Caso Dantas acolha os pedidos, o governo terá de realizar novas audiências públicas para o projeto e entregar documentos que embasem suas decisões. O procedimento pode atingir o cronograma da privatização.

Questionada sobre o caso, a Codesa esclareceu que a resposta cabe ao Ministério da Infraestrutura. A pasta, por sua vez, ressaltou, em nota, que a entrega do parecer do procurador junto ao TCU encerra mais uma etapa do processo, permitindo que a desestatização da Codesa entre em discussão pelo plenário.

“Destacamos que ocorreram diversas reuniões entre as equipes técnicas do Ministério da Infraestrutura, da Codesa, do BNDES, da Agência Nacional de Transportes Aquaviários (Antaq) e do TCU desde agosto de 2021, quando o projeto foi entregue à corte de contas. O objetivo foi auxiliar os técnicos do Tribunal a compreender melhor o modelo proposto e suas regras, bem como no esclarecimento de eventuais dúvidas.”

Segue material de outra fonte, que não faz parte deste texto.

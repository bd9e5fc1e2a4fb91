//! LLM API interaction.
//!
//! This module talks to an OpenAI-compatible chat completion endpoint.
//! Each call is stateless and independent: one system instruction plus one
//! user text blob in, one completion out. No streaming, no multi-turn
//! state, and deliberately no retry layer — a failed call is a failed call
//! and the caller decides what that means for the run.
//!
//! # Architecture
//!
//! The module uses a trait-based design for flexibility:
//! - [`AskAsync`]: core trait defining async LLM interaction
//! - [`OpenAiClient`]: implementation over `reqwest` against the
//!   configured endpoint
//!
//! Tests substitute their own [`AskAsync`] implementations to run the
//! pipeline against canned completions.

use crate::config::LlmConfig;
use crate::error::DigestError;
use crate::utils::truncate_for_log;
use serde::{Deserialize, Serialize};
use std::time::Instant;
use tracing::{info, instrument, warn};

/// Trait for async LLM interaction.
///
/// Implementors send a system instruction plus a single user input to a
/// language model and return the raw completion text.
pub trait AskAsync {
    /// Send text to the LLM and receive the completion.
    ///
    /// `json_output` asks the endpoint to constrain the completion to a
    /// JSON value (used by the URL extraction stage).
    async fn ask(
        &self,
        system_prompt: &str,
        input: &str,
        json_output: bool,
    ) -> Result<String, DigestError>;
}

#[derive(Serialize)]
struct ChatRequest<'a> {
    model: &'a str,
    messages: Vec<ChatMessage<'a>>,
    temperature: f32,
    #[serde(skip_serializing_if = "Option::is_none")]
    response_format: Option<ResponseFormat>,
}

#[derive(Serialize)]
struct ChatMessage<'a> {
    role: &'a str,
    content: &'a str,
}

#[derive(Serialize)]
struct ResponseFormat {
    #[serde(rename = "type")]
    kind: &'static str,
}

#[derive(Deserialize)]
struct ChatResponse {
    choices: Vec<ChatChoice>,
}

#[derive(Deserialize)]
struct ChatChoice {
    message: ChatChoiceMessage,
}

#[derive(Deserialize)]
struct ChatChoiceMessage {
    content: String,
}

/// Chat completion client for an OpenAI-compatible endpoint.
pub struct OpenAiClient {
    client: reqwest::Client,
    config: LlmConfig,
}

impl OpenAiClient {
    pub fn new(config: LlmConfig) -> Self {
        Self {
            client: reqwest::Client::new(),
            config,
        }
    }

    fn completions_url(&self) -> String {
        format!(
            "{}/chat/completions",
            self.config.base_url.trim_end_matches('/')
        )
    }
}

impl AskAsync for OpenAiClient {
    #[instrument(level = "info", skip_all, fields(model = %self.config.model, json_output))]
    async fn ask(
        &self,
        system_prompt: &str,
        input: &str,
        json_output: bool,
    ) -> Result<String, DigestError> {
        let request = ChatRequest {
            model: &self.config.model,
            messages: vec![
                ChatMessage {
                    role: "system",
                    content: system_prompt,
                },
                ChatMessage {
                    role: "user",
                    content: input,
                },
            ],
            temperature: 0.0,
            response_format: json_output.then_some(ResponseFormat {
                kind: "json_object",
            }),
        };

        let t0 = Instant::now();
        let response = self
            .client
            .post(self.completions_url())
            .bearer_auth(&self.config.api_key)
            .json(&request)
            .send()
            .await?;

        let status = response.status();
        if !status.is_success() {
            let body = response.text().await.unwrap_or_default();
            warn!(
                status = status.as_u16(),
                elapsed_ms = t0.elapsed().as_millis() as u64,
                "Model API call failed"
            );
            return Err(DigestError::Api {
                status: status.as_u16(),
                body: truncate_for_log(&body, 300),
            });
        }

        let completion: ChatResponse = response.json().await?;
        let content = completion
            .choices
            .into_iter()
            .next()
            .map(|c| c.message.content)
            .ok_or(DigestError::EmptyCompletion)?;

        info!(
            elapsed_ms = t0.elapsed().as_millis() as u64,
            response_bytes = content.len(),
            "Model API call succeeded"
        );
        Ok(content)
    }
}
//! Environment-driven configuration, read once at startup.
//!
//! All credentials and endpoints live in the environment (a `.env` file is
//! honored if present). The whole surface is collected into one [`Config`]
//! that is constructed in `main` and passed down to collaborators, instead
//! of being read ad hoc at call sites.
//!
//! # Recognized variables
//!
//! | Variable | Required | Default |
//! |----------|----------|---------|
//! | `OPENAI_API_KEY` | yes | — |
//! | `OPENAI_BASE_URL` | no | `https://api.openai.com/v1` |
//! | `MODEL` | no | `gpt-5.2` |
//! | `SMTP_HOST` | for email | — |
//! | `SMTP_PORT` | no | `465` |
//! | `SMTP_USER` | for email | — |
//! | `SMTP_PASSWORD` | for email | — |
//! | `SMTP_SSL` | no | `true` (implicit TLS; `false` = STARTTLS) |
//! | `MAIL_FROM` | no | value of `SMTP_USER` |
//! | `MAIL_TO` | for email | — (comma-separated recipients) |

use crate::error::DigestError;
use std::env;

/// Top-level application configuration.
#[derive(Debug, Clone)]
pub struct Config {
    /// Model provider credential, endpoint, and model identifier.
    pub llm: LlmConfig,
    /// SMTP settings; `None` when `SMTP_HOST` is unset (file-only runs).
    pub smtp: Option<SmtpConfig>,
}

/// Settings for the OpenAI-compatible chat completion endpoint.
#[derive(Debug, Clone)]
pub struct LlmConfig {
    pub api_key: String,
    pub base_url: String,
    pub model: String,
}

/// Settings for the SMTP digest sink.
#[derive(Debug, Clone)]
pub struct SmtpConfig {
    pub host: String,
    pub port: u16,
    pub user: String,
    pub password: String,
    /// Implicit TLS (SMTPS) when true, STARTTLS when false.
    pub use_ssl: bool,
    pub mail_from: String,
    /// Recipient addresses; each is delivered blind (Bcc).
    pub recipients: Vec<String>,
}

impl Config {
    /// Build the configuration from the process environment.
    ///
    /// Loads a `.env` file from the working directory first if one exists.
    /// Missing required variables surface as [`DigestError::Config`].
    pub fn from_env() -> Result<Self, DigestError> {
        dotenvy::dotenv().ok();

        let llm = LlmConfig {
            api_key: require("OPENAI_API_KEY")?,
            base_url: env::var("OPENAI_BASE_URL")
                .unwrap_or_else(|_| "https://api.openai.com/v1".to_string()),
            model: env::var("MODEL").unwrap_or_else(|_| "gpt-5.2".to_string()),
        };

        let smtp = match env::var("SMTP_HOST") {
            Ok(host) => {
                let user = require("SMTP_USER")?;
                let port = env::var("SMTP_PORT")
                    .unwrap_or_else(|_| "465".to_string())
                    .parse::<u16>()
                    .map_err(|e| DigestError::Config(format!("SMTP_PORT: {e}")))?;
                Some(SmtpConfig {
                    host,
                    port,
                    password: require("SMTP_PASSWORD")?,
                    use_ssl: env::var("SMTP_SSL")
                        .map(|v| v.to_lowercase() == "true")
                        .unwrap_or(true),
                    mail_from: env::var("MAIL_FROM").unwrap_or_else(|_| user.clone()),
                    recipients: parse_recipients(&require("MAIL_TO")?),
                    user,
                })
            }
            Err(_) => None,
        };

        Ok(Config { llm, smtp })
    }
}

fn require(name: &str) -> Result<String, DigestError> {
    env::var(name).map_err(|_| DigestError::Config(format!("{name} is not set")))
}

/// Split a comma-separated recipient list, trimming whitespace and
/// dropping empty entries.
fn parse_recipients(raw: &str) -> Vec<String> {
    raw.split(',')
        .map(str::trim)
        .filter(|s| !s.is_empty())
        .map(str::to_string)
        .collect()
}
//! Article summarization into a structured Chinese-language brief.
//!
//! The system instruction fixes the whole output template — source and
//! URL, an importance score on an explicit 1–5 rubric, a concise title, a
//! bounded abstract, a bulleted key-point list — and binds the model to
//! strict factual grounding (nothing beyond the given text) and strict
//! neutrality (no opinion injection). Those behavioral requirements live
//! in the prompt, not in code: the raw completion is returned as-is and
//! becomes the brief content unconditionally, with no retry and no
//! format validation.

use crate::api::AskAsync;
use crate::error::DigestError;
use crate::models::{Brief, Document};
use tracing::{debug, instrument};

/// System instruction for the summarization stage.
pub const NEWS_EDITOR_PROMPT: &str = r#"# 身份: 资深客观新闻聚合/编辑机器人

你是一个专业、高效、中立的资深新闻编辑机器人。你的主要任务是调用工具获取国外新闻，翻译到中文并进行客观、简洁的总结。你不表达个人观点，只陈述事实。

## 严格遵守:
1. **绝对客观**：保持中立态度，只陈述事实，**绝不**在总结中加入你的个人观点、评价或情感倾向。
2. **杜绝幻觉**：只基于用户提供的文本内容进行总结。如果提供的信息不完整，不要自行脑补或编造细节。

## 输入格式:
你将收到一个转换为markdown格式的网页内容。

## 输出格式:
请严格按照以下结构输出你的总结：

**来源**: [新闻来源，如CNN、BBC] [网页URL]
**重要程度**: [用1-5的数字评估这条新闻于世界的重要程度，5为最重要]
**标题**：[生成一个精炼的客观标题]
**核心摘要**：[200字以内概括这篇新闻最重要的事情]
**关键要点**：
 - [要点 1：如具体数据、重要决定等]
 - [要点 2：如相关方的回应、背景等]
 - [要点 3：如后续影响、未来规划等]
 - [按需添加更多要点，每个要点100字以内]
"#;

/// Summarize one article document into a [`Brief`].
#[instrument(level = "info", skip_all, fields(url = %document.source_url))]
pub async fn summarize<A: AskAsync>(
    llm: &A,
    document: &Document,
) -> Result<Brief, DigestError> {
    let summary = llm.ask(NEWS_EDITOR_PROMPT, &document.text, false).await?;
    debug!(summary_bytes = summary.len(), "Summarized article");
    Ok(Brief {
        source_url: document.source_url.clone(),
        summary,
    })
}

#[cfg(test)]
mod tests {
    use super::*;
    use chrono::Local;

    struct FixedLlm(&'static str);

    impl AskAsync for FixedLlm {
        async fn ask(
            &self,
            _system_prompt: &str,
            _input: &str,
            _json_output: bool,
        ) -> Result<String, DigestError> {
            Ok(self.0.to_string())
        }
    }

    #[tokio::test]
    async fn test_summary_is_kept_verbatim() {
        let llm = FixedLlm("**来源**: AP News https://example.com/a\n**标题**：测试");
        let doc = Document {
            source_url: "https://example.com/a".to_string(),
            text: "article text".to_string(),
            fetched_at: Local::now(),
        };
        let brief = summarize(&llm, &doc).await.unwrap();
        assert_eq!(brief.source_url, "https://example.com/a");
        assert_eq!(brief.summary, llm.0);
    }

    #[test]
    fn test_prompt_fixes_template_and_rubric() {
        assert!(NEWS_EDITOR_PROMPT.contains("重要程度"));
        assert!(NEWS_EDITOR_PROMPT.contains("1-5"));
        assert!(NEWS_EDITOR_PROMPT.contains("绝对客观"));
        assert!(NEWS_EDITOR_PROMPT.contains("杜绝幻觉"));
    }
}
//! Command-line interface definitions for the daily news digest.
//!
//! This module defines the CLI arguments and options using the `clap` crate.
//! Credentials (model provider, SMTP) are environment-only and live in
//! [`crate::config`]; the CLI covers the per-run knobs.

use clap::Parser;
use url::Url;

/// Command-line arguments for the news digest application.
///
/// # Examples
///
/// ```sh
/// # Digest today's AP News front page into ./news_<date>.txt
/// news_digest
///
/// # A different portal, written elsewhere, then emailed
/// news_digest -u https://www.reuters.com/ -o ./digests --email
/// ```
#[derive(Parser, Debug)]
#[command(author, version, about)]
pub struct Cli {
    /// News homepage to pull candidate article links from
    #[arg(short = 'u', long, default_value = "https://apnews.com/")]
    pub homepage_url: Url,

    /// Output directory for the digest text file
    #[arg(short, long, default_value = ".")]
    pub output_dir: String,

    /// Also send the digest by email (requires SMTP_* environment variables)
    #[arg(long)]
    pub email: bool,

    /// How many articles to fetch and summarize in parallel
    #[arg(long, default_value_t = 8)]
    pub concurrency: usize,
}

#[cfg(test)]
mod tests {
    use super::*;

    #[test]
    fn test_cli_defaults() {
        let cli = Cli::parse_from(["news_digest"]);
        assert_eq!(cli.homepage_url.as_str(), "https://apnews.com/");
        assert_eq!(cli.output_dir, ".");
        assert!(!cli.email);
        assert_eq!(cli.concurrency, 8);
    }

    #[test]
    fn test_cli_overrides() {
        let cli = Cli::parse_from([
            "news_digest",
            "-u",
            "https://www.reuters.com/",
            "--output-dir",
            "/tmp/digests",
            "--email",
            "--concurrency",
            "4",
        ]);
        assert_eq!(cli.homepage_url.as_str(), "https://www.reuters.com/");
        assert_eq!(cli.output_dir, "/tmp/digests");
        assert!(cli.email);
        assert_eq!(cli.concurrency, 4);
    }

    #[test]
    fn test_cli_rejects_invalid_homepage_url() {
        let result = Cli::try_parse_from(["news_digest", "-u", "not a url"]);
        assert!(result.is_err());
    }
}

O Ministério informou ainda que a equipe do TCU realizou diligências específicas para esclarecimento da proposta de desestatização, tendo sido identificadas oportunidades de melhoria da modelagem. “Essas melhorias foram gradativamente incorporadas ao modelo e apresentadas aos técnicos do tribunal conforme evolução das discussões sobre o tema.”

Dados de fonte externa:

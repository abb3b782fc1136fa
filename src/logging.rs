//! Logging setup for the `queuelock` binary.

use tracing_subscriber::{EnvFilter, fmt};

/// Environment variable holding the log filter directives.
pub const LOG_ENV: &str = "QUEUELOCK_LOG";

const DEFAULT_FILTER: &str = "warn";

/// Install the global subscriber. Logs go to stderr so they never mix with
/// command output.
pub fn init() {
    let filter =
        EnvFilter::try_from_env(LOG_ENV).unwrap_or_else(|_| EnvFilter::new(DEFAULT_FILTER));
    let _ = fmt()
        .with_env_filter(filter)
        .with_writer(std::io::stderr)
        .with_target(false)
        .try_init();
}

RELEMBRE DETALHES DA PRIVATIZAÇÃO DA CODESA

Em agosto, o governo federal publicou o edital de concessão da Codesa, prevendo que o leilão ocorresse ainda em novembro deste ano. Contudo, o prazo foi estendido e, atualmente, a previsão é o primeiro trimestre do ano que vem, segundo o Ministério da Infraestrutura.

Desde o início das discussões, o processo de desestatização da Codesa definiu um modelo híbrido, com a privatização da empresa em conjunto com a concessão do Porto de Vitória e do Terminal de Barra do Riacho, em Aracruz. No mesmo leilão, o investidor vai arrematar os dois ativos, diferentemente do que aconteceu com os aeroportos em que apenas as concessões foram tratadas nos processos. No caso da Codesa, foi uma opção do governo incluir a venda da companhia no processo em vez de extingui-la.

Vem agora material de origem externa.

impl LockHandle {
    /// Handle for `lock_name` with default options.
    pub fn new(session: Arc<Session>, lock_name: &str) -> Self {
        Self::with_options(session, lock_name, LockOptions::default())
    }

    /// Handle for `lock_name`.
    ///
    /// Construction never fails. An invalid name, a session that could not
    /// connect, or a lock root that could not be created is recorded and
    /// returned by the first acquisition attempt.
    pub fn with_options(session: Arc<Session>, lock_name: &str, options: LockOptions) -> Self {
        let lock_root = name::lock_root(&options.root, lock_name);
        let mut errors = Vec::new();

        if let Err(e) = validate_lock_name(lock_name) {
            errors.push(e);
        } else if let Err(e) = session.ensure_root(&lock_root) {
            warn!(lock = %lock_name, error = %e, "could not prepare lock root");
            errors.push(e);
        }

        Self {
            session,
            lock_name: lock_name.to_string(),
            lock_root,
            node_prefix: protected_prefix(Uuid::new_v4()),
            options,
            state: LockState::Idle,
            my_node: None,
            predecessor: None,
            unconfirmed_create: false,
            errors,
        }
    }

    /// Acquire the lock, waiting up to the configured acquire timeout (or
    /// without limit if none is set).
    ///
    /// # Errors
    ///
    /// * [`LockError::Timeout`] if the acquire timeout elapsed
    /// * [`LockError::AlreadyAcquired`] if this handle already holds the lock
    /// * [`LockError::Connection`] / [`LockError::Session`] on session failure
    pub fn lock(&mut self) -> Result<()> {
        let timeout = self.options.acquire_timeout;
        if self.acquire_within(timeout)? {
            Ok(())
        } else {
            Err(LockError::Timeout {
                lock: self.lock_name.clone(),
                waited: timeout.unwrap_or_default(),
            })
        }
    }

    /// Take the lock only if it is free right now.
    pub fn try_lock(&mut self) -> Result<bool> {
        self.acquire_within(Some(Duration::ZERO))
    }

    /// Wait up to `timeout` for the lock. Returns `false` if it elapsed.
    pub fn try_lock_for(&mut self, timeout: Duration) -> Result<bool> {
        self.acquire_within(Some(timeout))
    }

    /// Acquire the lock and return a guard that releases it on drop.
    pub fn acquire(&mut self) -> Result<LockGuard<'_>> {
        self.lock()?;
        Ok(LockGuard::new(self))
    }

    /// Like [`LockHandle::acquire`], bounded by `timeout`. `None` on timeout.
    pub fn acquire_for(&mut self, timeout: Duration) -> Result<Option<LockGuard<'_>>> {
        if self.try_lock_for(timeout)? {
            Ok(Some(LockGuard::new(self)))
        } else {
            Ok(None)
        }
    }

    /// Release the lock, or withdraw a request still queued for it.
    ///
    /// The session stays open; the handle can lock again afterwards.
    pub fn unlock(&mut self) -> Result<ReleaseOutcome> {
        let Some(node) = self.my_node.take() else {
            return if self.remove_unconfirmed_nodes()? > 0 {
                Ok(ReleaseOutcome::Withdrawn)
            } else {
                Ok(ReleaseOutcome::NotHeld)
            };
        };
        let was_holding = self.state == LockState::Holding;

        let deleted = match self.session.client() {
            Ok(client) => delete_request_node(client, &node, &self.options.retry),
            // Closing the session already removed its ephemeral nodes.
            Err(LockError::Session(_)) => Ok(false),
            Err(e) => Err(e),
        };
        let deleted = match deleted {
            Ok(deleted) => deleted,
            Err(e) => {
                self.my_node = Some(node);
                return Err(e);
            }
        };

        self.predecessor = None;
        self.state = LockState::Released;

        let outcome = match (deleted, was_holding) {
            (false, _) => ReleaseOutcome::AlreadyLost,
            (true, true) => ReleaseOutcome::Released,
            (true, false) => ReleaseOutcome::Withdrawn,
        };
        match outcome {
            ReleaseOutcome::AlreadyLost => {
                warn!(lock = %self.lock_name, node = %node, "request node was already gone")
            }
            _ => info!(lock = %self.lock_name, node = %node, ?outcome, "lock released"),
        }
        Ok(outcome)
    }

    pub fn lock_name(&self) -> &str {
        &self.lock_name
    }

    /// Subtree holding this lock's request nodes.
    pub fn lock_root(&self) -> &str {
        &self.lock_root
    }

    pub fn state(&self) -> LockState {
        self.state
    }

    /// Whether the last acquisition succeeded and has not been released.
    ///
    /// This is local knowledge: if the session has since expired the lock is
    /// gone even though this still returns `true`.
    pub fn is_held(&self) -> bool {
        self.state == LockState::Holding
    }

    /// Path of this handle's request node, if it has one.
    pub fn node_path(&self) -> Option<&str> {
        self.my_node.as_deref()
    }

    /// Node this handle was last watching.
    pub fn predecessor(&self) -> Option<&str> {
        self.predecessor.as_deref()
    }

    /// Errors recorded while constructing the handle.
    pub fn errors(&self) -> &[LockError] {
        &self.errors
    }

    pub fn session(&self) -> &Arc<Session> {
        &self.session
    }

    pub fn options(&self) -> &LockOptions {
        &self.options
    }

    /// Current queue for this lock, holder first.
    pub fn participant_nodes(&self) -> Result<Vec<Participant>> {
        let client = self.session.client()?;
        list_participants(client, &self.lock_root, &self.options.retry)
    }

    fn acquire_within(&mut self, timeout: Option<Duration>) -> Result<bool> {
        if let Some(err) = self.errors.first() {
            return Err(err.clone());
        }
        if matches!(
            self.state,
            LockState::Holding | LockState::Requested | LockState::Waiting
        ) {
            return Err(LockError::AlreadyAcquired(self.lock_name.clone()));
        }

        let started = Instant::now();
        let deadline = timeout.map(|t| started + t);

        match &self.my_node {
            Some(node) => {
                debug!(lock = %self.lock_name, node = %node, "resuming on queued request node")
            }
            None => {
                self.remove_unconfirmed_nodes()?;
                self.state = LockState::Requested;
                match self.create_node() {
                    Ok(node) => self.my_node = Some(node),
                    Err(e) => {
                        self.state = LockState::Idle;
                        if matches!(e, LockError::Session(_)) {
                            self.unconfirmed_create = true;
                            if let Err(cleanup) = self.remove_unconfirmed_nodes() {
                                warn!(
                                    lock = %self.lock_name,
                                    error = %cleanup,
                                    "could not check for a node left by the failed create"
                                );
                            }
                        }
                        return Err(e);
                    }
                }
            }
        }

        match self.wait_for_turn(deadline) {
            Ok(true) => {
                self.state = LockState::Holding;
                self.predecessor = None;
                info!(
                    lock = %self.lock_name,
                    node = self.my_node.as_deref().unwrap_or_default(),
                    waited_ms = started.elapsed().as_millis() as u64,
                    "lock acquired"
                );
                Ok(true)
            }
            Ok(false) => {
                self.give_up()?;
                Ok(false)
            }
            Err(e) => Err(self.abandon(e)),
        }
    }

    fn create_node(&self) -> Result<String> {
        let client = self.session.client()?;
        let data = LockMetadata::new(&self.options.purpose).to_bytes()?;
        create_request_node(
            client,
            &self.lock_root,
            &self.node_prefix,
            data,
            &self.options.retry,
        )
    }

    /// Delete any node a failed create may have left behind.
    ///
    /// Only runs while no request node is known, so it never touches a node
    /// this handle is using. The flag stays set while the service is
    /// unreachable and the sweep is tried again by the next `lock`, `unlock`
    /// or drop.
    fn remove_unconfirmed_nodes(&mut self) -> Result<usize> {
        if !self.unconfirmed_create || self.my_node.is_some() {
            return Ok(0);
        }
        let removed = match self.session.client() {
            Ok(client) => remove_own_nodes(
                client,
                &self.lock_root,
                &self.node_prefix,
                &self.options.retry,
            )?,
            // A closed session took its ephemeral nodes with it.
            Err(LockError::Session(_)) => 0,
            Err(e) => return Err(e),
        };
        self.unconfirmed_create = false;
        if removed > 0 {
            info!(lock = %self.lock_name, removed, "removed node left by an interrupted create");
        }
        Ok(removed)
    }

    /// Resolve, watch, wait; repeat until holder or past `deadline`.
    fn wait_for_turn(&mut self, deadline: Option<Instant>) -> Result<bool> {
        let session = Arc::clone(&self.session);
        let client = session.client()?;
        let Some(node) = self.my_node.clone() else {
            return Err(LockError::Session(format!(
                "lock '{}' has no request node",
                self.lock_name
            )));
        };
        let retry = self.options.retry;
        let mut watch_retries = 0;
        let mut step = Step::Resolve;

        loop {
            step = match step {
                Step::Resolve => match rank::resolve(client, &self.lock_root, &node, &retry)? {
                    Rank::Holder => return Ok(true),
                    Rank::Waiting {
                        predecessor,
                        position,
                    } => {
                        if deadline.is_some_and(|d| Instant::now() >= d) {
                            return Ok(false);
                        }
                        debug!(
                            lock = %self.lock_name,
                            node = %node,
                            predecessor = %predecessor,
                            position,
                            "waiting for predecessor"
                        );
                        self.state = LockState::Waiting;
                        self.predecessor = Some(predecessor.clone());
                        Step::Watch(predecessor)
                    }
                },
                Step::Watch(predecessor) => {
                    let (trigger, signal) = wait_signal();
                    match client.exists_watch(&predecessor, trigger.into_watcher()) {
                        Ok(Some(_)) => Step::Wait {
                            signal,
                            predecessor,
                        },
                        Ok(None) => {
                            trace!(predecessor = %predecessor, "predecessor already gone");
                            self.cancel_watch(client, &predecessor);
                            Step::Resolve
                        }
                        Err(e) if retry.allows(&e, watch_retries) => {
                            watch_retries += 1;
                            warn!(predecessor = %predecessor, error = %e, "arming watch failed, retrying");
                            thread::sleep(retry.backoff);
                            Step::Resolve
                        }
                        Err(e) => return Err(e.into()),
                    }
                }
                Step::Wait {
                    signal,
                    predecessor,
                } => {
                    let remaining = deadline.map(|d| d.saturating_duration_since(Instant::now()));
                    match signal.wait(remaining) {
                        WaitOutcome::Fired(event) => {
                            trace!(path = %event.path, kind = ?event.kind, "watch fired");
                            Step::Resolve
                        }
                        WaitOutcome::Abandoned => Step::Resolve,
                        WaitOutcome::TimedOut => {
                            self.cancel_watch(client, &predecessor);
                            return Ok(false);
                        }
                    }
                }
            };
        }
    }

    /// Discard a watch nobody will wait on any more.
    fn cancel_watch(&self, client: &dyn Coordinator, predecessor: &str) {
        if let Err(e) = client.cancel_watches(predecessor) {
            debug!(lock = %self.lock_name, predecessor, error = %e, "could not cancel watch");
        }
    }

    /// Apply the timeout policy after a wait ran out of time.
    fn give_up(&mut self) -> Result<()> {
        self.predecessor = None;
        self.state = LockState::TimedOut;

        if self.options.on_timeout == TimeoutPolicy::RemainQueued {
            debug!(lock = %self.lock_name, "timed out, staying queued");
            return Ok(());
        }
        let Some(node) = self.my_node.take() else {
            return Ok(());
        };
        let withdrawn = self
            .session
            .client()
            .and_then(|client| delete_request_node(client, &node, &self.options.retry));
        match withdrawn {
            Ok(_) => {
                debug!(lock = %self.lock_name, node = %node, "timed out, request withdrawn");
                Ok(())
            }
            Err(e) => {
                self.my_node = Some(node);
                Err(e)
            }
        }
    }

    /// Withdraw the request after a failed attempt and hand back the error.
    ///
    /// A node that cannot be deleted is kept and the handle becomes
    /// `Interrupted`, so it is never forgotten while it can still block
    /// other participants.
    fn abandon(&mut self, err: LockError) -> LockError {
        self.predecessor = None;
        self.state = LockState::Idle;

        if let Some(node) = self.my_node.take() {
            let withdrawn = match self.session.client() {
                Ok(client) => delete_request_node(client, &node, &self.options.retry).map(|_| ()),
                // A closed session took its ephemeral nodes with it.
                Err(LockError::Session(_)) => Ok(()),
                Err(e) => Err(e),
            };
            if let Err(e) = withdrawn {
                warn!(node = %node, error = %e, "request node could not be withdrawn, keeping it");
                self.my_node = Some(node);
                self.state = LockState::Interrupted;
            }
        }
        warn!(lock = %self.lock_name, error = %err, state = %self.state, "lock attempt failed");
        err
    }
}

Manobra de navio carregado com containers no Porto de Vitória
Manobra de navio carregado com containers no Porto de Vitória. (Vitor Jubini)

Além da cifra desembolsada no processo de aquisição da companhia e de autorização para exploração dos portos, a concessionária deverá arcar com um investimento obrigatório no porto, estimado em aproximadamente R$ 800 milhões, que incluem serviços de dragagem de manutenção, reforma dos berços 206 e 905, reforma dos acessos ferroviários e operação e manutenção de VTMIS e sistema de sinalização náutica.

Estudos preveem que, com a desestatização, as receitas dos portos quadrupliquem durante o período de concessão. O BNDES estima que a receita líquida da Codesa deve saltar de cerca de R$ 170 milhões no primeiro ano, para R$ 710 milhões ao final de 35 anos.